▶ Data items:
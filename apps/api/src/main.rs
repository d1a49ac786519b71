mod config;
mod edit;
mod errors;
mod extract;
mod layout;
mod llm_client;
mod models;
mod render;
mod routes;
mod session;
mod state;
mod transform;

use anyhow::Result;
use std::net::SocketAddr;
use std::sync::Arc;
use std::time::Duration;
use tower_http::{cors::CorsLayer, trace::TraceLayer};
use tracing::{info, warn};
use tracing_subscriber::{layer::SubscriberExt, util::SubscriberInitExt, EnvFilter};

use crate::config::Config;
use crate::llm_client::LlmClient;
use crate::routes::build_router;
use crate::session::SessionStore;
use crate::state::AppState;
use crate::transform::GeminiTransformer;

#[tokio::main]
async fn main() -> Result<()> {
    // Load configuration first; malformed numeric settings abort startup
    let config = Config::from_env()?;

    // Initialize structured logging
    tracing_subscriber::registry()
        .with(EnvFilter::try_from_default_env().unwrap_or_else(|_| {
            EnvFilter::new(format!("{}={}", env!("CARGO_CRATE_NAME"), &config.rust_log))
        }))
        .with(tracing_subscriber::fmt::layer())
        .init();

    info!("Starting CV Architect API v{}", env!("CARGO_PKG_VERSION"));

    // Initialize LLM client
    let llm = LlmClient::new(config.gemini_api_key.clone(), config.llm_max_attempts);
    if llm.has_api_key() {
        info!(
            "LLM client initialized (model: {}, max attempts: {})",
            llm_client::MODEL,
            config.llm_max_attempts
        );
    } else {
        warn!("GEMINI_API_KEY is not set; transform requests will fail until it is configured");
    }

    // Expire idle sessions in the background
    let sessions = SessionStore::new();
    if config.session_ttl_secs > 0 {
        sessions.spawn_sweeper(Duration::from_secs(config.session_ttl_secs));
        info!("Sessions expire after {}s idle", config.session_ttl_secs);
    } else {
        warn!("SESSION_TTL_SECS is 0; sessions are kept until deleted");
    }

    // Build app state
    let state = AppState {
        config: config.clone(),
        transformer: Arc::new(GeminiTransformer::new(llm)),
        sessions,
    };

    // Build router
    let app = build_router(state)
        .layer(TraceLayer::new_for_http())
        .layer(CorsLayer::permissive());

    let addr: SocketAddr = format!("0.0.0.0:{}", config.port).parse()?;
    info!("Listening on {addr}");

    let listener = tokio::net::TcpListener::bind(addr).await?;
    axum::serve(listener, app).await?;

    Ok(())
}
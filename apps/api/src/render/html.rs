//! Print-ready HTML preview of a `CvData` record (A4, two columns).

use url::Url;

use crate::models::CvData;

const STYLE: &str = r#"
        @page { size: A4; margin: 0; }
        * { box-sizing: border-box; }
        body { margin: 0; background: #f3f4f6; font-family: "Helvetica Neue", Arial, sans-serif; color: #334155; }
        .page { width: 210mm; min-height: 297mm; margin: 24px auto; padding: 20mm; background: #fff; box-shadow: 0 10px 30px rgba(0,0,0,.15); }
        header { display: flex; justify-content: space-between; align-items: flex-end; border-bottom: 2px solid #c5a059; padding-bottom: 18px; margin-bottom: 28px; }
        .identity { display: flex; align-items: flex-end; gap: 16px; }
        .photo { width: 28mm; height: 35mm; object-fit: cover; border: 1px solid #e5e7eb; }
        h1 { font-family: Georgia, serif; font-size: 28pt; text-transform: uppercase; letter-spacing: .04em; color: #0f172a; margin: 0 0 6px; }
        .title { color: #c5a059; font-size: 12pt; letter-spacing: .2em; text-transform: uppercase; margin: 0; }
        .contact { text-align: right; font-size: 9.5pt; line-height: 1.6; color: #4b5563; }
        .contact a { color: inherit; text-decoration: none; }
        .columns { display: grid; grid-template-columns: 2fr 1fr; gap: 28px; }
        h3 { font-size: 9.5pt; text-transform: uppercase; letter-spacing: .1em; color: #0f172a; border-bottom: 1px solid #e5e7eb; padding-bottom: 4px; margin: 0 0 10px; }
        section { margin-bottom: 26px; break-inside: avoid; }
        .summary { font-size: 10pt; line-height: 1.6; text-align: justify; }
        .job { border-left: 2px solid #f5f0e6; padding-left: 12px; margin-bottom: 18px; break-inside: avoid; }
        .row { display: flex; justify-content: space-between; align-items: baseline; }
        .role { font-weight: 700; color: #111827; }
        .dates { font-size: 8.5pt; color: #c5a059; white-space: nowrap; }
        .company { font-size: 9.5pt; font-weight: 600; }
        .location { font-size: 8.5pt; font-style: italic; color: #6b7280; }
        .job ul { margin: 6px 0 0 16px; padding: 0; font-size: 9.5pt; line-height: 1.45; }
        .skills { display: flex; flex-wrap: wrap; gap: 6px; }
        .skill { border: 1px solid #e5e7eb; border-radius: 3px; padding: 2px 6px; font-size: 8.5pt; }
        .edu { margin-bottom: 12px; }
        .degree { font-size: 9.5pt; font-weight: 700; color: #111827; }
        .meta { font-size: 8.5pt; color: #6b7280; }
        .languages { list-style: none; margin: 0; padding: 0; font-size: 9.5pt; }
        .languages li { border-bottom: 1px dashed #e5e7eb; padding: 2px 0; }
        .ats { position: fixed; top: 16px; right: 16px; background: #0f172a; color: #fff; padding: 6px 12px; border-radius: 999px; font-size: 9pt; }
        .ats.excellent { background: #15803d; }
        footer { margin-top: 40px; display: flex; justify-content: center; }
        footer div { width: 60px; height: 4px; background: #c5a059; opacity: .5; border-radius: 2px; }
        @media print {
            body { background: #fff; }
            .page { margin: 0; box-shadow: none; }
            .no-print { display: none; }
        }
"#;

/// Escape HTML special characters.
///
/// Replaces: & < > " '
pub fn escape_html(text: &str) -> String {
    text.replace('&', "&amp;")
        .replace('<', "&lt;")
        .replace('>', "&gt;")
        .replace('"', "&quot;")
        .replace('\'', "&#39;")
}

/// Makes a user-supplied link safe for an `href`.
///
/// A missing scheme is treated as `https://`. Only http and https survive;
/// anything else (including `javascript:`) and unparsable input become `#`.
pub fn sanitize_url(raw: &str) -> String {
    let raw = raw.trim();
    if raw.is_empty() {
        return "#".to_string();
    }
    let lower = raw.to_ascii_lowercase();
    let with_scheme = if lower.starts_with("http://") || lower.starts_with("https://") {
        raw.to_string()
    } else {
        format!("https://{raw}")
    };
    match Url::parse(&with_scheme) {
        Ok(url) if matches!(url.scheme(), "http" | "https") && url.host().is_some() => url.to_string(),
        _ => "#".to_string(),
    }
}

fn section_open(html: &mut String, heading: &str) {
    html.push_str("<section>\n");
    html.push_str(&format!("<h3>{}</h3>\n", escape_html(heading)));
}

/// Renders the record as a standalone HTML document suitable for printing.
pub fn render_html(cv: &CvData) -> String {
    let mut html = String::with_capacity(8 * 1024);
    let title = if cv.full_name.trim().is_empty() {
        "CV".to_string()
    } else {
        format!("{} - CV", cv.full_name)
    };

    html.push_str("<!DOCTYPE html>\n<html lang=\"en-GB\">\n<head>\n<meta charset=\"utf-8\">\n");
    html.push_str(&format!("<title>{}</title>\n", escape_html(&title)));
    html.push_str("<style>");
    html.push_str(STYLE);
    html.push_str("</style>\n</head>\n<body>\n");

    if let Some(score) = cv.ats_score {
        let class = if cv.is_excellent() { "ats excellent" } else { "ats" };
        html.push_str(&format!(
            "<div class=\"no-print {class}\">ATS Score: {score}/100</div>\n"
        ));
    }

    html.push_str("<div class=\"page\">\n<header>\n<div class=\"identity\">\n");
    if let Some(photo) = cv.photo.as_deref().filter(|p| p.starts_with("data:image/")) {
        html.push_str(&format!(
            "<img class=\"photo\" src=\"{}\" alt=\"Profile photo\">\n",
            escape_html(photo)
        ));
    }
    html.push_str("<div>\n");
    html.push_str(&format!("<h1>{}</h1>\n", escape_html(&cv.full_name)));
    html.push_str(&format!(
        "<p class=\"title\">{}</p>\n",
        escape_html(&cv.professional_title)
    ));
    html.push_str("</div>\n</div>\n");

    // Contact column
    html.push_str("<div class=\"contact\">\n");
    let contact = &cv.contact;
    if !contact.location.is_empty() {
        html.push_str(&format!("<div>{}</div>\n", escape_html(&contact.location)));
    }
    if !contact.email.is_empty() {
        html.push_str(&format!(
            "<div><a href=\"mailto:{0}\">{0}</a></div>\n",
            escape_html(&contact.email)
        ));
    }
    if !contact.phone.is_empty() {
        html.push_str(&format!("<div>{}</div>\n", escape_html(&contact.phone)));
    }
    if let Some(link) = contact.linkedin.as_deref().filter(|l| !l.trim().is_empty()) {
        html.push_str(&format!(
            "<div><a href=\"{}\" target=\"_blank\" rel=\"noreferrer\">LinkedIn Profile</a></div>\n",
            escape_html(&sanitize_url(link))
        ));
    }
    html.push_str("</div>\n</header>\n");

    html.push_str("<div class=\"columns\">\n<div class=\"main\">\n");

    section_open(&mut html, "Professional Profile");
    html.push_str(&format!(
        "<p class=\"summary\">{}</p>\n</section>\n",
        escape_html(&cv.summary)
    ));

    section_open(&mut html, "Professional Experience");
    for exp in &cv.experience {
        html.push_str("<div class=\"job\">\n");
        html.push_str(&format!(
            "<div class=\"row\"><span class=\"role\">{}</span><span class=\"dates\">{}</span></div>\n",
            escape_html(&exp.role),
            escape_html(&exp.dates)
        ));
        html.push_str(&format!(
            "<div class=\"row\"><span class=\"company\">{}</span><span class=\"location\">{}</span></div>\n",
            escape_html(&exp.company),
            escape_html(&exp.location)
        ));
        if !exp.achievements.is_empty() {
            html.push_str("<ul>\n");
            for achievement in &exp.achievements {
                html.push_str(&format!("<li>{}</li>\n", escape_html(achievement)));
            }
            html.push_str("</ul>\n");
        }
        html.push_str("</div>\n");
    }
    html.push_str("</section>\n</div>\n");

    // Sidebar
    html.push_str("<div class=\"sidebar\">\n");
    section_open(&mut html, "Core Competencies");
    html.push_str("<div class=\"skills\">\n");
    for skill in &cv.skills {
        html.push_str(&format!("<span class=\"skill\">{}</span>\n", escape_html(skill)));
    }
    html.push_str("</div>\n</section>\n");

    section_open(&mut html, "Education");
    for edu in &cv.education {
        html.push_str("<div class=\"edu\">\n");
        html.push_str(&format!("<div class=\"degree\">{}</div>\n", escape_html(&edu.degree)));
        html.push_str(&format!("<div class=\"meta\">{}</div>\n", escape_html(&edu.institution)));
        html.push_str(&format!(
            "<div class=\"row meta\"><span>{}</span><span>{}</span></div>\n",
            escape_html(&edu.location),
            escape_html(&edu.year)
        ));
        html.push_str("</div>\n");
    }
    html.push_str("</section>\n");

    if !cv.languages.is_empty() {
        section_open(&mut html, "Languages");
        html.push_str("<ul class=\"languages\">\n");
        for language in &cv.languages {
            html.push_str(&format!("<li>{}</li>\n", escape_html(language)));
        }
        html.push_str("</ul>\n</section>\n");
    }
    html.push_str("</div>\n</div>\n");

    html.push_str("<footer><div></div></footer>\n</div>\n</body>\n</html>\n");
    html
}

#[cfg(test)]
mod tests {
    use super::*;
    use crate::models::cv::Contact;
    use crate::models::{Education, Experience};

    fn sample() -> CvData {
        CvData {
            full_name: "Aisha Khan".into(),
            professional_title: "Business Associate".into(),
            contact: Contact {
                email: "aisha@example.com".into(),
                phone: "+971 50 123 4567".into(),
                location: "Dubai, UAE".into(),
                linkedin: Some("linkedin.com/in/aishakhan".into()),
            },
            summary: "Strategic partnerships lead across the MENA region.".into(),
            skills: vec!["Stakeholder Management".into(), "ROI Analysis".into()],
            experience: vec![Experience {
                role: "Business Development Manager".into(),
                company: "Emaar".into(),
                location: "Dubai".into(),
                dates: "2019 - Present".into(),
                achievements: vec!["Spearheaded AED 12M in new partnerships".into()],
            }],
            education: vec![Education {
                degree: "MBA".into(),
                institution: "INSEAD".into(),
                location: "Abu Dhabi".into(),
                year: "2018".into(),
            }],
            languages: vec![],
            ats_score: Some(91),
            photo: None,
        }
    }

    #[test]
    fn test_sanitize_url_adds_https() {
        assert_eq!(
            sanitize_url("linkedin.com/in/aisha"),
            "https://linkedin.com/in/aisha"
        );
        assert_eq!(sanitize_url("HTTP://example.com/"), "http://example.com/");
    }

    #[test]
    fn test_sanitize_url_blocks_script_and_garbage() {
        assert_eq!(sanitize_url(""), "#");
        assert_eq!(sanitize_url("   "), "#");
        assert_eq!(sanitize_url("javascript:alert(1)"), "#");
        assert_eq!(sanitize_url("https://"), "#");
    }

    #[test]
    fn test_escape_html() {
        assert_eq!(
            escape_html(r#"<b>"R&D"</b> 'x'"#),
            "&lt;b&gt;&quot;R&amp;D&quot;&lt;/b&gt; &#39;x&#39;"
        );
    }

    #[test]
    fn test_render_contains_sections_and_escapes_content() {
        let mut cv = sample();
        cv.summary = "<script>alert('x')</script>".into();
        let html = render_html(&cv);
        assert!(html.contains("<h1>Aisha Khan</h1>"));
        assert!(html.contains("Professional Experience"));
        assert!(html.contains("Core Competencies"));
        assert!(html.contains("Spearheaded AED 12M in new partnerships"));
        assert!(html.contains("href=\"https://linkedin.com/in/aishakhan\""));
        assert!(html.contains("mailto:aisha@example.com"));
        assert!(!html.contains("<script>"));
        assert!(html.contains("ATS Score: 91/100"));
        assert!(html.contains("ats excellent"));
    }

    #[test]
    fn test_languages_section_omitted_when_empty() {
        let mut cv = sample();
        assert!(!render_html(&cv).contains("Languages"));
        cv.languages = vec!["Arabic".into(), "English".into()];
        let html = render_html(&cv);
        assert!(html.contains("<h3>Languages</h3>"));
        assert!(html.contains("<li>Arabic</li>"));
    }

    #[test]
    fn test_photo_rendered_only_for_image_data_urls() {
        let mut cv = sample();
        cv.photo = Some("javascript:alert(1)".into());
        assert!(!render_html(&cv).contains("class=\"photo\""));
        cv.photo = Some("data:image/png;base64,iVBORw0KGgo=".into());
        assert!(render_html(&cv).contains("src=\"data:image/png;base64,iVBORw0KGgo=\""));
    }
}
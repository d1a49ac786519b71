//! CV rewrite: pluggable, trait-based transformer from raw resume text to `CvData`.
//!
//! Default: `GeminiTransformer` (calls the model through `llm_client`).
//! `AppState` holds an `Arc<dyn CvTransformer>` so tests can swap in a stub.

pub mod handlers;

use async_trait::async_trait;
use tracing::info;

use crate::errors::AppError;
use crate::llm_client::prompts::{build_transform_prompt, cv_response_schema, CV_SYSTEM_INSTRUCTION};
use crate::llm_client::{JsonRequest, LlmClient, LlmError};
use crate::models::cv::RawCvData;
use crate::models::CvData;

/// The transformer trait. Implement this to swap backends without touching
/// the endpoint, handler, or caller code.
#[async_trait]
pub trait CvTransformer: Send + Sync {
    async fn transform(&self, cv_text: &str) -> Result<CvData, AppError>;
}

pub struct GeminiTransformer {
    llm: LlmClient,
    schema: serde_json::Value,
}

impl GeminiTransformer {
    pub fn new(llm: LlmClient) -> Self {
        Self {
            llm,
            schema: cv_response_schema(),
        }
    }
}

#[async_trait]
impl CvTransformer for GeminiTransformer {
    async fn transform(&self, cv_text: &str) -> Result<CvData, AppError> {
        if !self.llm.has_api_key() {
            return Err(AppError::MissingCredential);
        }

        let prompt = build_transform_prompt(cv_text);
        let raw: RawCvData = self
            .llm
            .call_json(JsonRequest {
                system: CV_SYSTEM_INSTRUCTION,
                prompt: &prompt,
                schema: Some(&self.schema),
            })
            .await
            .map_err(|e| match e {
                LlmError::MissingApiKey => AppError::MissingCredential,
                other => AppError::Llm(format!("CV transformation failed: {other}")),
            })?;

        let cv = CvData::from(raw);
        info!(
            "CV transformed: {} experience entries, {} skills, ats_score={:?}",
            cv.experience.len(),
            cv.skills.len(),
            cv.ats_score
        );
        Ok(cv)
    }
}

/// Checks submitted text before it reaches the model and returns it trimmed.
pub fn validate_input(text: &str, max_chars: usize) -> Result<&str, AppError> {
    let text = text.trim();
    if text.is_empty() {
        return Err(AppError::Validation("CV text cannot be empty".to_string()));
    }
    let chars = text.chars().count();
    if chars > max_chars {
        return Err(AppError::PayloadTooLarge(format!(
            "CV text is {chars} characters; the limit is {max_chars}"
        )));
    }
    Ok(text)
}

#[cfg(test)]
mod tests {
    use super::*;

    #[test]
    fn test_validate_input_rejects_blank_text() {
        assert!(matches!(
            validate_input(" \n\t ", 100),
            Err(AppError::Validation(_))
        ));
    }

    #[test]
    fn test_validate_input_counts_characters_not_bytes() {
        let text = "é".repeat(10);
        assert!(validate_input(&text, 10).is_ok());
        assert!(matches!(
            validate_input(&text, 9),
            Err(AppError::PayloadTooLarge(_))
        ));
    }

    #[test]
    fn test_validate_input_trims() {
        assert_eq!(validate_input("  Jane Doe \n", 100).unwrap(), "Jane Doe");
    }

    #[tokio::test]
    async fn test_gemini_transformer_without_key_is_missing_credential() {
        let transformer = GeminiTransformer::new(LlmClient::new(None, 1));
        let err = transformer.transform("Jane Doe").await.unwrap_err();
        assert!(matches!(err, AppError::MissingCredential));
    }
}
use axum::Json;
use serde_json::{json, Value};

use crate::llm_client::MODEL;

/// GET /health
/// Returns a simple status object with service version.
pub async fn health_handler() -> Json<Value> {
    Json(json!({
        "status": "ok",
        "version": env!("CARGO_PKG_VERSION"),
        "service": "cv-architect-api",
        "model": MODEL
    }))
}
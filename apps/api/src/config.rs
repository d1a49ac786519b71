use anyhow::{Context, Result};

/// Default upload ceiling for resume files and request bodies: 5 MiB.
pub const DEFAULT_MAX_UPLOAD_BYTES: usize = 5 * 1024 * 1024;
/// Default ceiling on resume text sent to the model.
pub const DEFAULT_MAX_INPUT_CHARS: usize = 50_000;
/// Profile photos larger than 2 MiB are rejected.
pub const DEFAULT_MAX_PHOTO_BYTES: usize = 2 * 1024 * 1024;
/// Sessions idle for an hour are dropped.
pub const DEFAULT_SESSION_TTL_SECS: u64 = 60 * 60;

/// Application configuration loaded from environment variables.
///
/// The Gemini key is optional at startup: a missing key is reported per request
/// as a missing-credential error so the rest of the service stays usable.
#[derive(Debug, Clone)]
pub struct Config {
    pub gemini_api_key: Option<String>,
    pub port: u16,
    pub rust_log: String,
    pub max_upload_bytes: usize,
    pub max_input_chars: usize,
    pub max_photo_bytes: usize,
    pub llm_max_attempts: u32,
    /// Idle lifetime of a session in seconds; 0 keeps sessions until deleted.
    pub session_ttl_secs: u64,
}

impl Config {
    pub fn from_env() -> Result<Self> {
        dotenvy::dotenv().ok(); // load .env if present; ignore if missing

        Ok(Config {
            gemini_api_key: optional_env("GEMINI_API_KEY"),
            port: parse_env("PORT", 8080u16).context("PORT must be a valid port number")?,
            rust_log: std::env::var("RUST_LOG").unwrap_or_else(|_| "info".to_string()),
            max_upload_bytes: parse_env("MAX_UPLOAD_BYTES", DEFAULT_MAX_UPLOAD_BYTES)
                .context("MAX_UPLOAD_BYTES must be a byte count")?,
            max_input_chars: parse_env("MAX_INPUT_CHARS", DEFAULT_MAX_INPUT_CHARS)
                .context("MAX_INPUT_CHARS must be a character count")?,
            max_photo_bytes: parse_env("MAX_PHOTO_BYTES", DEFAULT_MAX_PHOTO_BYTES)
                .context("MAX_PHOTO_BYTES must be a byte count")?,
            llm_max_attempts: parse_env("LLM_MAX_ATTEMPTS", 1u32)
                .context("LLM_MAX_ATTEMPTS must be a positive integer")?
                .max(1),
            session_ttl_secs: parse_env("SESSION_TTL_SECS", DEFAULT_SESSION_TTL_SECS)
                .context("SESSION_TTL_SECS must be a number of seconds")?,
        })
    }
}

impl Default for Config {
    fn default() -> Self {
        Config {
            gemini_api_key: None,
            port: 8080,
            rust_log: "info".to_string(),
            max_upload_bytes: DEFAULT_MAX_UPLOAD_BYTES,
            max_input_chars: DEFAULT_MAX_INPUT_CHARS,
            max_photo_bytes: DEFAULT_MAX_PHOTO_BYTES,
            llm_max_attempts: 1,
            session_ttl_secs: DEFAULT_SESSION_TTL_SECS,
        }
    }
}

/// Blank values count as unset, so `GEMINI_API_KEY=` in a .env file behaves like no key.
fn optional_env(key: &str) -> Option<String> {
    std::env::var(key)
        .ok()
        .map(|v| v.trim().to_string())
        .filter(|v| !v.is_empty())
}

fn parse_env<T>(key: &str, default: T) -> Result<T>
where
    T: std::str::FromStr,
    T::Err: std::error::Error + Send + Sync + 'static,
{
    match optional_env(key) {
        Some(raw) => raw
            .parse::<T>()
            .with_context(|| format!("Invalid value '{raw}' for environment variable '{key}'")),
        None => Ok(default),
    }
}

#[cfg(test)]
mod tests {
    use super::*;

    #[test]
    fn test_default_limits() {
        let config = Config::default();
        assert_eq!(config.max_upload_bytes, 5 * 1024 * 1024);
        assert_eq!(config.max_photo_bytes, 2 * 1024 * 1024);
        assert_eq!(config.llm_max_attempts, 1);
        assert_eq!(config.session_ttl_secs, 3600);
        assert!(config.gemini_api_key.is_none());
    }

    #[test]
    fn test_parse_env_falls_back_to_default_when_unset() {
        let value: u16 = parse_env("CV_ARCHITECT_TEST_UNSET_VAR", 4242).unwrap();
        assert_eq!(value, 4242);
    }
}
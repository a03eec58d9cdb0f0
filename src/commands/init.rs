use anyhow::Result;
use sdkpm::Config;
use std::path::Path;

pub fn run(project_dir: &Path) -> Result<()> {
    let config_path = Config::path_for(project_dir);

    if Config::exists(project_dir) {
        println!("✓ {} already exists", config_path.display());
        println!();
        println!("To reinitialize, delete it and run 'sdkpm init' again.");
        return Ok(());
    }

    println!("Initializing sdkpm...");
    println!();

    let config = Config::default();

    let manifest_path = config.package_manifest_path(project_dir);
    if manifest_path.exists() {
        println!("✓ Found package manifest: {}", manifest_path.display());
    } else {
        println!("⚠ No package manifest at {}", manifest_path.display());
        println!("  Set paths.package_manifest if your project keeps it elsewhere.");
    }

    let platform_path = config.platform_manifest_path(project_dir);
    if platform_path.exists() {
        println!("✓ Found Android manifest: {}", platform_path.display());
    } else {
        println!("  No Android manifest yet; the sanitizer will skip it.");
    }

    config.save(project_dir)?;

    println!();
    println!("✓ Created {}", config_path.display());
    println!();
    println!("Next steps:");
    println!("  • Pick a build mode: sdkpm mode set prototype|full");
    println!("  • Check the project: sdkpm doctor");
    println!();

    Ok(())
}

▶ REQUIRED WORK:
Copy out the lines above word for word, stopping after the line containing "Initialize structured logging".

▶ RESPONSE TO THE TASK:
filename apps/api/src/main.rs
repository d1a49ac786519b71
mod config;
mod edit;
mod errors;
mod extract;
mod layout;
mod llm_client;
mod models;
mod render;
mod routes;
mod session;
mod state;
mod transform;

use anyhow::Result;
use std::net::SocketAddr;
use std::sync::Arc;
use std::time::Duration;
use tower_http::{cors::CorsLayer, trace::TraceLayer};
use tracing::{info, warn};
use tracing_subscriber::{layer::SubscriberExt, util::SubscriberInitExt, EnvFilter};

use crate::config::Config;
use crate::llm_client::LlmClient;
use crate::routes::build_router;
use crate::session::SessionStore;
use crate::state::AppState;
use crate::transform::GeminiTransformer;

#[tokio::main]
async fn main() -> Result<()> {
    // Load configuration first; malformed numeric settings abort startup
    let config = Config::from_env()?;

    // Initialize structured logging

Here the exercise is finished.